Mechanical properties of protein fibers¶
We have been working with the experimental group of Dr. Weisel (University of Pennsylvania, School of Medicine) to resolve the structural details and the mechanism of force-induced unfolding of fibrinogen monomer \(Fb\) and oligomers \((Fb)_n\) (see Figure). Although the physical properties of fibrin fibers, the major structural component of a blood clot, which control their function in hemostasis and wound healing, are have been fully characterized, the underlying mechanism of their force-driven elongation is not understood. We carry out computational studies of the mechanical properties of fibrin protofibrils on GPUs using the SOP-GPU package, in order to characterize the micromechanics of fibrin at the monomer, oligomer, and fiber level. We use GPU-based computations to speedup the molecular simulations. For example, it takes ~15 days to obtain one trajectory of the mechanical unfolding for the oligomer \((Fb)_3\) of three \(Fb\) repeats on a GPU GeForce GTX 480, using the SOP model implemented on a GPU (SOP-GPU). For comparison, it would take ~12 years of the wall-clock time to complete a single simulation run on a single CPU core of comparable level of technology, using the same SOP model.
The results were published in Structure (2010).
Figure: Fibrinogen structure. Left panel: Crystal structure of fibrinogen. The central nodule, formed by the \(N\)-terminal portions of all six chains, is connected to the distal \(\beta\)- and \(\gamma\)-nodules formed by the \(C\)-terminal portions of the \(B\beta\) and \(\gamma\) chains, respectively, by triple-helical coiled-coils, each formed by the middle portions of the \(A\alpha\), \(B\beta\) and \(\gamma\) chains. Right panel: Same molecule as on top but with those regions that are not identified in the crystal structure, the interacting \(\alpha C\)-domains attached to the molecule with the flexible \(\alpha C\)-connectors, and the \(N\)-terminal portions of the \(B\beta\) chains forming the functional \(B\beta N\)-domains. The funnel-shaped domain in the center contains fibrinopeptides A (FpA) and fibrinopeptides B (FpB); the \(\gamma N\)-domain is located on the opposite side of the molecule (not shown). The individual domains of the D regions, i.e., A-domain, B-domain, and P-domain, are indicated only in one subunit of the molecule. The site “a” (hole “a”) and site “b” (hole “b”) in the P-domain of the \(\gamma\)- and \(\beta\)-nodules, respectively, are indicated by asterisks. (taken from J.Thromb.Haemost 7: 355 (2009)).

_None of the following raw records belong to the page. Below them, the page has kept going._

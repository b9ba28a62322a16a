//! Fit scoring: trait-based scorer that measures a résumé profile against one job.
//!
//! Default: `MultiFactorScorer` (pure-Rust, deterministic, no I/O). Five weighted factors,
//! see `weights`. Missing job-side data earns the benefit of the doubt.
//!
//! `AppState` holds an `Arc<dyn FitScorer>`; the pipeline only sees `&dyn FitScorer`.

use std::collections::HashSet;
use std::sync::Arc;

use serde::{Deserialize, Serialize};

use crate::matching::reason::build_reason;
use crate::matching::vocabulary::{SkillMatcher, SkillVocabulary};
use crate::matching::weights::{
    Factor, Recommendation, EXPERIENCE_WEIGHT, EXPERT_BONUS, LOCATION_WEIGHT, MAX_SCORE,
    NEUTRAL_LOCATION_SCORE, NEUTRAL_TITLE_SCORE, SALARY_FLOOR_RATIO, SALARY_WEIGHT,
    SKILLS_WEIGHT, TITLE_WEIGHT,
};
use crate::models::job::Job;
use crate::models::profile::{Proficiency, ResumeProfile};

// ────────────────────────────────────────────────────────────────────────────
// Output data models
// ────────────────────────────────────────────────────────────────────────────

/// Per-factor points. Serialized as a name → sub-score map.
#[derive(Debug, Clone, Copy, Default, PartialEq, Serialize, Deserialize)]
pub struct ComponentScores {
    pub skills: f64,
    pub experience: f64,
    pub title: f64,
    pub salary: f64,
    pub location: f64,
}

impl ComponentScores {
    pub fn get(&self, factor: Factor) -> f64 {
        match factor {
            Factor::Skills => self.skills,
            Factor::Experience => self.experience,
            Factor::Title => self.title,
            Factor::Salary => self.salary,
            Factor::Location => self.location,
        }
    }

    pub fn total(&self) -> f64 {
        Factor::ALL.iter().map(|f| self.get(*f)).sum()
    }
}

/// Full scoring outcome for one job.
#[derive(Debug, Clone, PartialEq, Serialize, Deserialize)]
pub struct MatchResult {
    pub job: Job,
    pub score: f64, // 0 – 100
    pub component_scores: ComponentScores,
    pub matching_skills: Vec<String>,
    pub missing_skills: Vec<String>,
    pub recommendation: Recommendation,
    pub reason: String,
    #[serde(default)]
    pub notes: Vec<String>,
}

// ────────────────────────────────────────────────────────────────────────────
// Trait definition
// ────────────────────────────────────────────────────────────────────────────

/// The fit scorer trait. Implement this to swap scoring backends without touching
/// the pipeline or the handlers.
///
/// Scoring is CPU-only and runs on rayon workers, hence sync and `Send + Sync`.
pub trait FitScorer: Send + Sync {
    fn score(&self, job: &Job, profile: &ResumeProfile) -> MatchResult;

    /// Short backend label for logs.
    fn backend(&self) -> &'static str {
        "multi_factor"
    }
}

// ────────────────────────────────────────────────────────────────────────────
// MultiFactorScorer, the default implementation
// ────────────────────────────────────────────────────────────────────────────

/// Weighted five-factor scorer.
///
/// 1. Skills: share of required skills the profile holds, +1 per expert-level match
/// 2. Experience: profile years vs the job minimum
/// 3. Title: best Jaccard token overlap with a target title
/// 4. Salary: annualized job pay vs annualized desired pay
/// 5. Location: remote or a preferred location
#[derive(Clone)]
pub struct MultiFactorScorer {
    matcher: Arc<dyn SkillMatcher>,
}

impl MultiFactorScorer {
    pub fn new(matcher: Arc<dyn SkillMatcher>) -> Self {
        Self { matcher }
    }

    /// Scorer over the stock tech vocabulary.
    pub fn standard() -> Self {
        Self::new(Arc::new(SkillVocabulary::standard()))
    }

    /// Explicit job skills first, then vocabulary hits in title and description.
    fn required_skills(&self, job: &Job) -> Vec<String> {
        let mut required: Vec<String> = Vec::new();
        let mut seen: HashSet<String> = HashSet::new();

        let listed = job
            .required_skills
            .iter()
            .map(|s| self.matcher.canonicalize(s));
        let from_title = self.matcher.extract_skills(&job.title).into_iter();
        let from_description = self.matcher.extract_skills(&job.description).into_iter();

        for skill in listed.chain(from_title).chain(from_description) {
            if skill.is_empty() {
                continue;
            }
            if seen.insert(skill.to_lowercase()) {
                required.push(skill);
            }
        }
        required
    }

    fn profile_proficiency(&self, profile: &ResumeProfile, skill: &str) -> Option<Proficiency> {
        profile.proficiency_of(skill).or_else(|| {
            // Profile may spell it differently ("golang" vs "Go")
            profile
                .skills()
                .iter()
                .find(|entry| self.matcher.canonicalize(&entry.name).eq_ignore_ascii_case(skill))
                .map(|entry| entry.proficiency)
        })
    }

    fn score_skills(&self, job: &Job, profile: &ResumeProfile) -> SkillsOutcome {
        let required = self.required_skills(job);
        if required.is_empty() {
            return SkillsOutcome {
                points: SKILLS_WEIGHT,
                matching: vec![],
                missing: vec![],
            };
        }

        let mut matching = Vec::new();
        let mut missing = Vec::new();
        let mut expert_count = 0usize;

        for skill in &required {
            match self.profile_proficiency(profile, skill) {
                Some(level) => {
                    if level == Proficiency::Expert {
                        expert_count += 1;
                    }
                    matching.push(skill.clone());
                }
                None => missing.push(skill.clone()),
            }
        }

        let coverage = matching.len() as f64 / required.len() as f64;
        let points = (SKILLS_WEIGHT * coverage + EXPERT_BONUS * expert_count as f64).min(SKILLS_WEIGHT);

        SkillsOutcome {
            points,
            matching,
            missing,
        }
    }
}

impl Default for MultiFactorScorer {
    fn default() -> Self {
        Self::standard()
    }
}

impl FitScorer for MultiFactorScorer {
    fn score(&self, job: &Job, profile: &ResumeProfile) -> MatchResult {
        let mut notes = Vec::new();
        let skills = self.score_skills(job, profile);

        let component_scores = ComponentScores {
            skills: round2(skills.points),
            experience: round2(score_experience(job, profile)),
            title: round2(score_title(job, profile)),
            salary: round2(score_salary(job, profile, &mut notes)),
            location: round2(score_location(job, profile)),
        };

        let score = component_scores.total().clamp(0.0, MAX_SCORE);
        let recommendation = Recommendation::from_score(score);
        let reason = build_reason(&component_scores, score, &skills.missing);

        MatchResult {
            job: job.clone(),
            score,
            component_scores,
            matching_skills: skills.matching,
            missing_skills: skills.missing,
            recommendation,
            reason,
            notes,
        }
    }
}

struct SkillsOutcome {
    points: f64,
    matching: Vec<String>,
    missing: Vec<String>,
}

// ────────────────────────────────────────────────────────────────────────────
// Remaining factors
// ────────────────────────────────────────────────────────────────────────────

fn score_experience(job: &Job, profile: &ResumeProfile) -> f64 {
    match job.min_experience_years {
        Some(required) if required > 0.0 => {
            let ratio = (profile.experience_years() / required).clamp(0.0, 1.0);
            EXPERIENCE_WEIGHT * ratio
        }
        _ => EXPERIENCE_WEIGHT,
    }
}

fn score_title(job: &Job, profile: &ResumeProfile) -> f64 {
    if profile.target_titles().is_empty() {
        return NEUTRAL_TITLE_SCORE;
    }

    let job_tokens = title_tokens(&job.title);
    let best = profile
        .target_titles()
        .iter()
        .map(|target| jaccard(&job_tokens, &title_tokens(target)))
        .fold(0.0_f64, f64::max);

    TITLE_WEIGHT * best
}

fn score_salary(job: &Job, profile: &ResumeProfile, notes: &mut Vec<String>) -> f64 {
    let (Some(salary), Some(desired)) = (&job.salary, profile.desired_salary()) else {
        return SALARY_WEIGHT;
    };

    if let (Some(offered_currency), Some(desired_currency)) = (&salary.currency, &desired.currency) {
        if !offered_currency.eq_ignore_ascii_case(desired_currency) {
            notes.push(format!(
                "salary: currency mismatch ({offered_currency} vs {desired_currency}), not compared"
            ));
            return SALARY_WEIGHT;
        }
    }

    let Some(offered) = salary.annualized_reference() else {
        return SALARY_WEIGHT;
    };
    let wanted = desired.annualized();
    if wanted <= 0.0 {
        return SALARY_WEIGHT;
    }

    let ratio = offered / wanted;
    if ratio >= 1.0 {
        SALARY_WEIGHT
    } else if ratio <= SALARY_FLOOR_RATIO {
        0.0
    } else {
        SALARY_WEIGHT * (ratio - SALARY_FLOOR_RATIO) / (1.0 - SALARY_FLOOR_RATIO)
    }
}

fn score_location(job: &Job, profile: &ResumeProfile) -> f64 {
    let location = job.location.to_lowercase();
    if location.contains("remote") {
        return LOCATION_WEIGHT;
    }

    let preferred = profile.preferred_locations();
    if preferred.is_empty() {
        return NEUTRAL_LOCATION_SCORE;
    }

    if preferred
        .iter()
        .any(|p| location.contains(&p.to_lowercase()))
    {
        LOCATION_WEIGHT
    } else {
        0.0
    }
}

fn title_tokens(title: &str) -> HashSet<String> {
    title
        .to_lowercase()
        .split(|c: char| !(c.is_alphanumeric() || c == '+' || c == '#'))
        .filter(|t| !t.is_empty())
        .map(str::to_string)
        .collect()
}

fn jaccard(a: &HashSet<String>, b: &HashSet<String>) -> f64 {
    let union = a.union(b).count();
    if union == 0 {
        return 0.0;
    }
    a.intersection(b).count() as f64 / union as f64
}

fn round2(value: f64) -> f64 {
    (value * 100.0).round() / 100.0
}

// ────────────────────────────────────────────────────────────────────────────
// Tests
// ────────────────────────────────────────────────────────────────────────────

Forced unfolding in silico of the fibrinogen monomers and oligomers¶
Large-size protein systems unfold through the gradual detachment of two or several subdomain and/or through the simultaneous or sequential unraveling of the various secondary structure elements. This allows us to utilize coarse-grained descriptions of biomolecules to describe the global mechano-chemical unfolding reactions. We utilize the SOP-GPU package to carry out Langevin simulations of fibrinogen monomer \(Fb\) (~2,000 residues) and dimer \((Fb)_2\) (~4,000 residues) using the experimental force-ramp conditions, \(f(t)=r_ft\), where \(r_f=\kappa \nu_f\) is the force-loading rate. We use the experimentally relevant values of the pulling speed \(\nu_f=1\) \(\mu m/s\) and the cantilever spring constant \(\kappa=35\) pN/nm. To obtain a single trajectory of unfolding for \(Fb\), the system dynamics should be propagated numerically over as many as \(5 \times 10^9\) iterations (0.2 seconds of real time). To fully utilize the GPU computational resources, we employ the multiple-runs-per-GPU approach, which allows to run many trajectories for the system under the study concurrently on a single GPU. It takes ~17 day to generate 5 trajectories on a GPU GeForce GTX 295 (NVIDIA). For comparison, it would take ~18 months of wall-clock time to complete a single simulation run on a CPU of a similar level of technology. It turns out that the unfolding micromechanics and the corresponding dynamic signatures in the force spectra change dramatically with increased pulling speed (\(\nu_f=2.5\) and \(25\) \(\mu m/s\)).